Stored items:
⁂

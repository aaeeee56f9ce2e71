//! Find marker cells in a raw import sheet.
//!
//! All positions returned here are 1-based, as a spreadsheet shows them.

use crate::error::InsightsResult;
use metainsights_sheet::{parse_column_range, CellValue, Sheet};
use tracing::debug;

/// 1-based position of a cell.
#[derive(Debug, Clone, Copy, PartialEq, Eq)]
pub struct CellPosition {
    pub row: usize,
    pub column: usize,
}

fn is_marker(cell: &CellValue, marker: &str) -> bool {
    matches!(cell, CellValue::String(s) if s == marker)
}

/// First row, scanning top to bottom, whose cell in `column_range` equals
/// `marker` exactly. Only the first column of the range is scanned.
///
/// Returns `Ok(None)` when nothing matches, including on an empty sheet and
/// for an empty marker (blank cells never match).
pub fn find_marker_row(
    sheet: &Sheet,
    column_range: &str,
    marker: &str,
) -> InsightsResult<Option<usize>> {
    let (col, _) = parse_column_range(column_range)?;

    let row = sheet
        .column_values(col)
        .position(|cell| is_marker(cell, marker))
        .map(|idx| idx + 1);

    match row {
        Some(row) => debug!(sheet = sheet.name(), marker, row, "marker found"),
        None => debug!(sheet = sheet.name(), marker, "marker not found"),
    }
    Ok(row)
}

/// First cell anywhere in the sheet, scanning row by row, whose value
/// equals `marker` exactly.
pub fn find_marker(sheet: &Sheet, marker: &str) -> Option<CellPosition> {
    sheet.data().iter().enumerate().find_map(|(row, cells)| {
        cells
            .iter()
            .position(|cell| is_marker(cell, marker))
            .map(|col| CellPosition {
                row: row + 1,
                column: col + 1,
            })
    })
}

/// Last 1-based row at or below `start_row` (1-based) whose cell in the
/// 1-based `column` is not blank.
pub fn last_row_with_value(sheet: &Sheet, start_row: usize, column: usize) -> Option<usize> {
    if start_row == 0 || column == 0 {
        return None;
    }
    sheet.last_row_in_column(start_row - 1, column - 1)
}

⁂

From the entries, report every line in which the string "matches" occurs.

▸ **RESPONSE BELOW**:
    matches!(cell, CellValue::String(s) if s == marker)
/// Returns `Ok(None)` when nothing matches, including on an empty sheet and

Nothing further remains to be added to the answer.